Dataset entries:
::::::

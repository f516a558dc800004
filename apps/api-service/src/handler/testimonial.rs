//! # お客様の声ハンドラ
//!
//! ## エンドポイント
//!
//! - `GET /api/testimonials` - 承認済み一覧（`service_category`, `is_featured`, `rating`）
//! - `POST /api/testimonials` - 投稿（承認待ちで保存）
//! - `GET /api/testimonials/{id}` - 承認済みの詳細

use std::sync::Arc;

use axum::{Json, extract::State, http::StatusCode, response::IntoResponse};
use nailbook_domain::{
    service::ServiceCategory,
    testimonial::{Rating, Testimonial, TestimonialFilter, TestimonialId},
};
use nailbook_shared::ApiResponse;
use serde::{Deserialize, Serialize};
use validator::Validate;

use crate::{
    error::ApiError,
    extract::{ApiPath, ApiQuery, ValidatedJson},
    usecase::{CreateTestimonialInput, TestimonialUseCaseImpl},
};

pub struct TestimonialState {
    pub usecase: TestimonialUseCaseImpl,
}

#[derive(Debug, Deserialize, Validate)]
pub struct CreateTestimonialRequest {
    pub client_name:      String,
    #[validate(url(message = "Enter a valid URL."))]
    pub client_photo:     Option<String>,
    pub service_category: ServiceCategory,
    pub rating:           i64,
    pub review_text:      String,
}

#[derive(Debug, Deserialize)]
pub struct TestimonialListQuery {
    pub service_category: Option<ServiceCategory>,
    pub is_featured:      Option<bool>,
    pub rating:           Option<i64>,
}

impl TryFrom<TestimonialListQuery> for TestimonialFilter {
    type Error = ApiError;

    fn try_from(query: TestimonialListQuery) -> Result<Self, Self::Error> {
        let rating = query
            .rating
            .map(Rating::new)
            .transpose()
            .map_err(|e| e.at("rating"))?;

        Ok(Self {
            service_category: query.service_category,
            is_featured: query.is_featured,
            rating,
        })
    }
}

#[derive(Debug, Serialize)]
pub struct TestimonialDto {
    pub id:               TestimonialId,
    pub client_name:      String,
    pub client_photo:     Option<String>,
    pub service_category: ServiceCategory,
    pub rating:           Rating,
    pub stars_display:    String,
    pub review_text:      String,
    pub is_featured:      bool,
    pub created_at:       String,
}

impl From<Testimonial> for TestimonialDto {
    fn from(testimonial: Testimonial) -> Self {
        Self {
            id:               testimonial.id,
            client_name:      testimonial.client_name.into_string(),
            client_photo:     testimonial.client_photo,
            service_category: testimonial.service_category,
            stars_display:    testimonial.rating.stars_display(),
            rating:           testimonial.rating,
            review_text:      testimonial.review_text,
            is_featured:      testimonial.is_featured,
            created_at:       testimonial.created_at.to_rfc3339(),
        }
    }
}

/// GET /api/testimonials
pub async fn list_testimonials(
    State(state): State<Arc<TestimonialState>>,
    ApiQuery(query): ApiQuery<TestimonialListQuery>,
) -> Result<impl IntoResponse, ApiError> {
    let filter = TestimonialFilter::try_from(query)?;
    let testimonials = state.usecase.list(&filter).await?;

    let items: Vec<TestimonialDto> = testimonials.into_iter().map(TestimonialDto::from).collect();
    Ok((StatusCode::OK, Json(ApiResponse::new(items))))
}

/// POST /api/testimonials
pub async fn create_testimonial(
    State(state): State<Arc<TestimonialState>>,
    ValidatedJson(req): ValidatedJson<CreateTestimonialRequest>,
) -> Result<impl IntoResponse, ApiError> {
    let input = CreateTestimonialInput {
        client_name:      req.client_name,
        client_photo:     req.client_photo,
        service_category: req.service_category,
        rating:           req.rating,
        review_text:      req.review_text,
    };

    let created = state.usecase.create(input).await?;

    Ok((StatusCode::CREATED, Json(ApiResponse::new(TestimonialDto::from(created)))))
}

/// GET /api/testimonials/{id}
pub async fn get_testimonial(
    State(state): State<Arc<TestimonialState>>,
    ApiPath(id): ApiPath<i64>,
) -> Result<impl IntoResponse, ApiError> {
    let testimonial = state.usecase.get(TestimonialId::new(id)).await?;

    Ok((StatusCode::OK, Json(ApiResponse::new(TestimonialDto::from(testimonial)))))
}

::::::

_GOAL OF THE EXERCISE_. In full and without deviation, reproduce the entries above.

_YOUR SOLUTION_.
repository f516a558dc800004
filename apps/api-service/src/handler/testimonial.rs
//! # お客様の声ハンドラ
//!
//! ## エンドポイント
//!
//! - `GET /api/testimonials` - 承認済み一覧（`service_category`, `is_featured`, `rating`）
//! - `POST /api/testimonials` - 投稿（承認待ちで保存）
//! - `GET /api/testimonials/{id}` - 承認済みの詳細

use std::sync::Arc;

use axum::{Json, extract::State, http::StatusCode, response::IntoResponse};
use nailbook_domain::{
    service::ServiceCategory,
    testimonial::{Rating, Testimonial, TestimonialFilter, TestimonialId},
};
use nailbook_shared::ApiResponse;
use serde::{Deserialize, Serialize};
use validator::Validate;

use crate::{
    error::ApiError,
    extract::{ApiPath, ApiQuery, ValidatedJson},
    usecase::{CreateTestimonialInput, TestimonialUseCaseImpl},
};

pub struct TestimonialState {
    pub usecase: TestimonialUseCaseImpl,
}

#[derive(Debug, Deserialize, Validate)]
pub struct CreateTestimonialRequest {
    pub client_name:      String,
    #[validate(url(message = "Enter a valid URL."))]
    pub client_photo:     Option<String>,
    pub service_category: ServiceCategory,
    pub rating:           i64,
    pub review_text:      String,
}

#[derive(Debug, Deserialize)]
pub struct TestimonialListQuery {
    pub service_category: Option<ServiceCategory>,
    pub is_featured:      Option<bool>,
    pub rating:           Option<i64>,
}

impl TryFrom<TestimonialListQuery> for TestimonialFilter {
    type Error = ApiError;

    fn try_from(query: TestimonialListQuery) -> Result<Self, Self::Error> {
        let rating = query
            .rating
            .map(Rating::new)
            .transpose()
            .map_err(|e| e.at("rating"))?;

        Ok(Self {
            service_category: query.service_category,
            is_featured: query.is_featured,
            rating,
        })
    }
}

#[derive(Debug, Serialize)]
pub struct TestimonialDto {
    pub id:               TestimonialId,
    pub client_name:      String,
    pub client_photo:     Option<String>,
    pub service_category: ServiceCategory,
    pub rating:           Rating,
    pub stars_display:    String,
    pub review_text:      String,
    pub is_featured:      bool,
    pub created_at:       String,
}

impl From<Testimonial> for TestimonialDto {
    fn from(testimonial: Testimonial) -> Self {
        Self {
            id:               testimonial.id,
            client_name:      testimonial.client_name.into_string(),
            client_photo:     testimonial.client_photo,
            service_category: testimonial.service_category,
            stars_display:    testimonial.rating.stars_display(),
            rating:           testimonial.rating,
            review_text:      testimonial.review_text,
            is_featured:      testimonial.is_featured,
            created_at:       testimonial.created_at.to_rfc3339(),
        }
    }
}

/// GET /api/testimonials
pub async fn list_testimonials(
    State(state): State<Arc<TestimonialState>>,
    ApiQuery(query): ApiQuery<TestimonialListQuery>,
) -> Result<impl IntoResponse, ApiError> {
    let filter = TestimonialFilter::try_from(query)?;
    let testimonials = state.usecase.list(&filter).await?;

    let items: Vec<TestimonialDto> = testimonials.into_iter().map(TestimonialDto::from).collect();
    Ok((StatusCode::OK, Json(ApiResponse::new(items))))
}

/// POST /api/testimonials
pub async fn create_testimonial(
    State(state): State<Arc<TestimonialState>>,
    ValidatedJson(req): ValidatedJson<CreateTestimonialRequest>,
) -> Result<impl IntoResponse, ApiError> {
    let input = CreateTestimonialInput {
        client_name:      req.client_name,
        client_photo:     req.client_photo,
        service_category: req.service_category,
        rating:           req.rating,
        review_text:      req.review_text,
    };

    let created = state.usecase.create(input).await?;

    Ok((StatusCode::CREATED, Json(ApiResponse::new(TestimonialDto::from(created)))))
}

/// GET /api/testimonials/{id}
pub async fn get_testimonial(
    State(state): State<Arc<TestimonialState>>,
    ApiPath(id): ApiPath<i64>,
) -> Result<impl IntoResponse, ApiError> {
    let testimonial = state.usecase.get(TestimonialId::new(id)).await?;

    Ok((StatusCode::OK, Json(ApiResponse::new(TestimonialDto::from(testimonial)))))
}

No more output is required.